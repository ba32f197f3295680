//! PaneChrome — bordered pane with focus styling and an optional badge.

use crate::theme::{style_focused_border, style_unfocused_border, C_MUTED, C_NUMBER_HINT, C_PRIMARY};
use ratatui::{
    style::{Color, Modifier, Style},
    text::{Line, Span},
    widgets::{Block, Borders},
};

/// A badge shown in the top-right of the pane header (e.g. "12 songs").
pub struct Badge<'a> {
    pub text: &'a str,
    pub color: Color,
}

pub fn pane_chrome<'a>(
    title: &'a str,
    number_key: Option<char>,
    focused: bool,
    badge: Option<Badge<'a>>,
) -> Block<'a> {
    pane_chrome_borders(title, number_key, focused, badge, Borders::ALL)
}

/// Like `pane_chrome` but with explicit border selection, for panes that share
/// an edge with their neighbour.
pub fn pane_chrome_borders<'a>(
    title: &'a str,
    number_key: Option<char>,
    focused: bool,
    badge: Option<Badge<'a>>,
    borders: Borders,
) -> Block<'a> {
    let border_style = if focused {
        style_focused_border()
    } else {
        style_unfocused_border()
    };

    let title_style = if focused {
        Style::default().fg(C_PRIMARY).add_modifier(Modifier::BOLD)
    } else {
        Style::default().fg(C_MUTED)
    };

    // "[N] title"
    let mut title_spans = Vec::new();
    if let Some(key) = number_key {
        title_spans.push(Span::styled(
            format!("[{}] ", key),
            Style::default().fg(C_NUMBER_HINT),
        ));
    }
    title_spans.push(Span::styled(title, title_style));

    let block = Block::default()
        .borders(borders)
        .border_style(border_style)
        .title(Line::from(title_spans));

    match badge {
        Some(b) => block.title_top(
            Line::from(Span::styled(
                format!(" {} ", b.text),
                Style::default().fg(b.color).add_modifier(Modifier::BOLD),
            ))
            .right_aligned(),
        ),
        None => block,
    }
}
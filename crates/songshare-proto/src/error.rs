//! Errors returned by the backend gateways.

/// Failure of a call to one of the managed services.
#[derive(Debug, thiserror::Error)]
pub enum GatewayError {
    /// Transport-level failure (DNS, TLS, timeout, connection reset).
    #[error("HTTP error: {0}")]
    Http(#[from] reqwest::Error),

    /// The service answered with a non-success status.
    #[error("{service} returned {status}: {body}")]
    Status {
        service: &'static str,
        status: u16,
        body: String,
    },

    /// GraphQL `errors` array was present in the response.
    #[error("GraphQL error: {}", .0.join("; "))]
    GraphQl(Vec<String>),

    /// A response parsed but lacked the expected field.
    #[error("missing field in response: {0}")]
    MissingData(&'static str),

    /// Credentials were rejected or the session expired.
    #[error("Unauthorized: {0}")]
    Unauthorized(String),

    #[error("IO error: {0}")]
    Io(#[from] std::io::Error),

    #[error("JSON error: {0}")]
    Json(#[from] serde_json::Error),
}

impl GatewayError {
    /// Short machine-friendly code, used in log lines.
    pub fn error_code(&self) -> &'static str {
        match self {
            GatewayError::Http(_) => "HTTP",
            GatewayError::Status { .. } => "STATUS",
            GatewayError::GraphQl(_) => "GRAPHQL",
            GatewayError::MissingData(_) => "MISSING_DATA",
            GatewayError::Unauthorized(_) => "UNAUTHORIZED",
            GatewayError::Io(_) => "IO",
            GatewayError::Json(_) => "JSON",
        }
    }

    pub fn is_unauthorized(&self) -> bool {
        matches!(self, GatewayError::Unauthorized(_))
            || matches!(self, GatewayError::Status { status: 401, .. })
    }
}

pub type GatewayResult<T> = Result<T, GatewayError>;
**********
### TASK TO COMPLETE
Repeat, character for character, the lines of the material above from the line with "pub fn error_code(&self)" through the line with "matches!(self, GatewayError::Unauthorized(_))".

### THE ANSWER
    pub fn error_code(&self) -> &'static str {
        match self {
            GatewayError::Http(_) => "HTTP",
            GatewayError::Status { .. } => "STATUS",
            GatewayError::GraphQl(_) => "GRAPHQL",
            GatewayError::MissingData(_) => "MISSING_DATA",
            GatewayError::Unauthorized(_) => "UNAUTHORIZED",
            GatewayError::Io(_) => "IO",
            GatewayError::Json(_) => "JSON",
        }
    }

    pub fn is_unauthorized(&self) -> bool {
        matches!(self, GatewayError::Unauthorized(_))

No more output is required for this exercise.